Data extracted from a collection:
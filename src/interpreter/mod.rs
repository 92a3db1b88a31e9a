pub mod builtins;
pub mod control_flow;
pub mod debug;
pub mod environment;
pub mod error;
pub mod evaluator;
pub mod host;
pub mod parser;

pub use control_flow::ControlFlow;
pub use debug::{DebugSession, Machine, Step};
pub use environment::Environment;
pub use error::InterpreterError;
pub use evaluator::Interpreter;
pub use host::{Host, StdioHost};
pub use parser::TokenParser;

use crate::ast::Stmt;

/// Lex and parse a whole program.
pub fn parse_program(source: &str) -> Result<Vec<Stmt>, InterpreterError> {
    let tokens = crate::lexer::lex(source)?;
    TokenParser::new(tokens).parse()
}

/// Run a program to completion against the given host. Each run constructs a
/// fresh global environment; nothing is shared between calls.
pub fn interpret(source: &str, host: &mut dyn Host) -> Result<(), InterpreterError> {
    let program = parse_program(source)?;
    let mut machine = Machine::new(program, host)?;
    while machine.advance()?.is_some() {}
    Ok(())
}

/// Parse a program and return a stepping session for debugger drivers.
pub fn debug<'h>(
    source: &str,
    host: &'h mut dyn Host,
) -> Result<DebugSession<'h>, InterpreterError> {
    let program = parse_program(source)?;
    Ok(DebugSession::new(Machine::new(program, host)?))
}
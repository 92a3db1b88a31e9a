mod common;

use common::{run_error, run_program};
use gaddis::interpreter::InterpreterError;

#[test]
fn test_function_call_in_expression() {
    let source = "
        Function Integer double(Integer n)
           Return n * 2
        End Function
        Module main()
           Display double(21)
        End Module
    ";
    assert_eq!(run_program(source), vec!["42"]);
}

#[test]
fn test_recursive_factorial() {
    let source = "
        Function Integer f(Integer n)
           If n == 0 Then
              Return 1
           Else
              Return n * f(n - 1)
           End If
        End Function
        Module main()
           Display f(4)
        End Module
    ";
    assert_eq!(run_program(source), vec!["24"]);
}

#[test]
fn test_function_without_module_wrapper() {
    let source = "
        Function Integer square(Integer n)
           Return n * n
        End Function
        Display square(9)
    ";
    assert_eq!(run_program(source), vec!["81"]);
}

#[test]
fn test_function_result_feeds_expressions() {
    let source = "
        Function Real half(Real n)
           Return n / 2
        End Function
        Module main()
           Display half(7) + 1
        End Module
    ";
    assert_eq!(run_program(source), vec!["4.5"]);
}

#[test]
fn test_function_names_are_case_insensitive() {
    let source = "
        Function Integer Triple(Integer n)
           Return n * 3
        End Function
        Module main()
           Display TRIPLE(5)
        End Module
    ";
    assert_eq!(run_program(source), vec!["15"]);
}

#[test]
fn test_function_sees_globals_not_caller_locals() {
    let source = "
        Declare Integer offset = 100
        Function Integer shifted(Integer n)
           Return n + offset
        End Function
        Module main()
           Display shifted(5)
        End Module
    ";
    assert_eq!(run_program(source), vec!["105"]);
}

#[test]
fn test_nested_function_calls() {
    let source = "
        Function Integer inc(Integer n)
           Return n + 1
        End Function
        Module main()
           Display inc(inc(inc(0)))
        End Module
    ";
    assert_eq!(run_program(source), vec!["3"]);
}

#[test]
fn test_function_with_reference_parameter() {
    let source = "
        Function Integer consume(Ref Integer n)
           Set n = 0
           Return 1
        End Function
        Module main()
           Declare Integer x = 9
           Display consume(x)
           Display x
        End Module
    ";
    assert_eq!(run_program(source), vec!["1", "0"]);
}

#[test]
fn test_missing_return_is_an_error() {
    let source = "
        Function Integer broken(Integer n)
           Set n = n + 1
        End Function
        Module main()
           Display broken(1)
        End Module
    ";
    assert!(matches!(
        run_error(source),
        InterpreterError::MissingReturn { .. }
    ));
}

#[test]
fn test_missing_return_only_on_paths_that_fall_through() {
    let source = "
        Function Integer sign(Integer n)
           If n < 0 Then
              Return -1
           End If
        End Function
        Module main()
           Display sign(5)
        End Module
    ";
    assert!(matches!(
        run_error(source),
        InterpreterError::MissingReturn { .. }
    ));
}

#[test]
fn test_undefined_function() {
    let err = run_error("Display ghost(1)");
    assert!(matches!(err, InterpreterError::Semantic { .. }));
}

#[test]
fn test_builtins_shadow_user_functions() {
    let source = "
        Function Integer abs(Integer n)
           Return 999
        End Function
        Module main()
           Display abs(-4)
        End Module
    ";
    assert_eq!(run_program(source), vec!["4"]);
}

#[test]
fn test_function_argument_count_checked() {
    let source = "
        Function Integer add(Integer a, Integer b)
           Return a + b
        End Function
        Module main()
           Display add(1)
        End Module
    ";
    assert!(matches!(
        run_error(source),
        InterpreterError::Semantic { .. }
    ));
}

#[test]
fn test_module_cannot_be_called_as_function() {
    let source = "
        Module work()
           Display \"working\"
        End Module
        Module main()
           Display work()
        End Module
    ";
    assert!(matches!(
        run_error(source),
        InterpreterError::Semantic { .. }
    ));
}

---

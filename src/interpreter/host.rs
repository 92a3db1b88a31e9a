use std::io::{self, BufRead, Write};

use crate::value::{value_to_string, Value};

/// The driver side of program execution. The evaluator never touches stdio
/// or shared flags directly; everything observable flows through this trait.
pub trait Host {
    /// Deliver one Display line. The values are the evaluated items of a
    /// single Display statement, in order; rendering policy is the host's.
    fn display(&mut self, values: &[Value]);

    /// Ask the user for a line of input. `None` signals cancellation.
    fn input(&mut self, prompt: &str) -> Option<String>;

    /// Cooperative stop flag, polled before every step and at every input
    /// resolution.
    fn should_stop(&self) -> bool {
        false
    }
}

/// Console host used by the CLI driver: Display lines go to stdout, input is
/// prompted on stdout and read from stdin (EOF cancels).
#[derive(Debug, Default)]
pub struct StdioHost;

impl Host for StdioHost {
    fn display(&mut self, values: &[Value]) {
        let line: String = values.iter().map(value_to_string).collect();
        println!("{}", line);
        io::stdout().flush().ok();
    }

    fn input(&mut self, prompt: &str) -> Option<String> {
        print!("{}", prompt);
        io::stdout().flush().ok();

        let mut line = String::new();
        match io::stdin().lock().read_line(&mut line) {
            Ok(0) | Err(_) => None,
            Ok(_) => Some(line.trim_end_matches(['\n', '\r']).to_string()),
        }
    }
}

--

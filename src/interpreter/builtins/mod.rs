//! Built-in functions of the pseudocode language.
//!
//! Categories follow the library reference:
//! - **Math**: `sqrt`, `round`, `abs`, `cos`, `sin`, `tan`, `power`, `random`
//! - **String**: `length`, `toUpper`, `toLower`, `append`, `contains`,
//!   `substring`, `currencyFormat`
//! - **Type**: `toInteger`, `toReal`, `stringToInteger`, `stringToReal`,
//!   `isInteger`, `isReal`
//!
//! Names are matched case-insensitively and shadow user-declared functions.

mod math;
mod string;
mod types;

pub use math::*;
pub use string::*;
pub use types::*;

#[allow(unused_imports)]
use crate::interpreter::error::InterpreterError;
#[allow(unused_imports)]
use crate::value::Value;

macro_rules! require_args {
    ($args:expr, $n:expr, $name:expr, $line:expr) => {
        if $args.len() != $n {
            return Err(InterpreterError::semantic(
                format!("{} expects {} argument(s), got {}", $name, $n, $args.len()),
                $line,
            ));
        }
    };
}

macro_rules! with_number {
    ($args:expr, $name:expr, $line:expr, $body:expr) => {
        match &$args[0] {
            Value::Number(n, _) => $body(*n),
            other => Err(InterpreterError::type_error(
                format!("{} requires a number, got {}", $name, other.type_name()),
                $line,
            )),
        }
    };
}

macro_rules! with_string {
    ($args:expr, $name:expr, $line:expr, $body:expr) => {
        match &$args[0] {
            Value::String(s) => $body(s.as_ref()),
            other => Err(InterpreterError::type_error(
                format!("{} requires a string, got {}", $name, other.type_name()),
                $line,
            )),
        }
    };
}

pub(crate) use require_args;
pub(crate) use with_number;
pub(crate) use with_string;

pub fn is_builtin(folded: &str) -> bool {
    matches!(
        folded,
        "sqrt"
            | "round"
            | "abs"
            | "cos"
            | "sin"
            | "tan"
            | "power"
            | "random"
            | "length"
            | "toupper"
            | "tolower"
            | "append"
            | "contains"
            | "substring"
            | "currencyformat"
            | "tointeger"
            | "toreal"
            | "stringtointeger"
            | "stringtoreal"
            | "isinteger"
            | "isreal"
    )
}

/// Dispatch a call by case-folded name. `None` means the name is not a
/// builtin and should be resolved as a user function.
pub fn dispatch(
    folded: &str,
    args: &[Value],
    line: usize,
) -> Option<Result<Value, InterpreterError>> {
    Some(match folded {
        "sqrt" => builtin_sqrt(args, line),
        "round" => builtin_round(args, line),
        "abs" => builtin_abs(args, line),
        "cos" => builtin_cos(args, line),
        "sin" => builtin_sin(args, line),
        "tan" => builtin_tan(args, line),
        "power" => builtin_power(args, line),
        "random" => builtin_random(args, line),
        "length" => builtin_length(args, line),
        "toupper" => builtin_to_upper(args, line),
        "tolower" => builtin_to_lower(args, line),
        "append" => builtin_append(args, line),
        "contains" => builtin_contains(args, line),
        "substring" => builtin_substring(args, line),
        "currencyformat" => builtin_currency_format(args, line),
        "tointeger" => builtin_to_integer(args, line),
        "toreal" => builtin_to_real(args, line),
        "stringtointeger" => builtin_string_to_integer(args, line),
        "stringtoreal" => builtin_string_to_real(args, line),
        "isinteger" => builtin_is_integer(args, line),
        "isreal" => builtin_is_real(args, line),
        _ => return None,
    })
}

Task objective: Would you state how many lines of the data above hold the string "contains"? Reply with the number alone.

Completed exercise: 3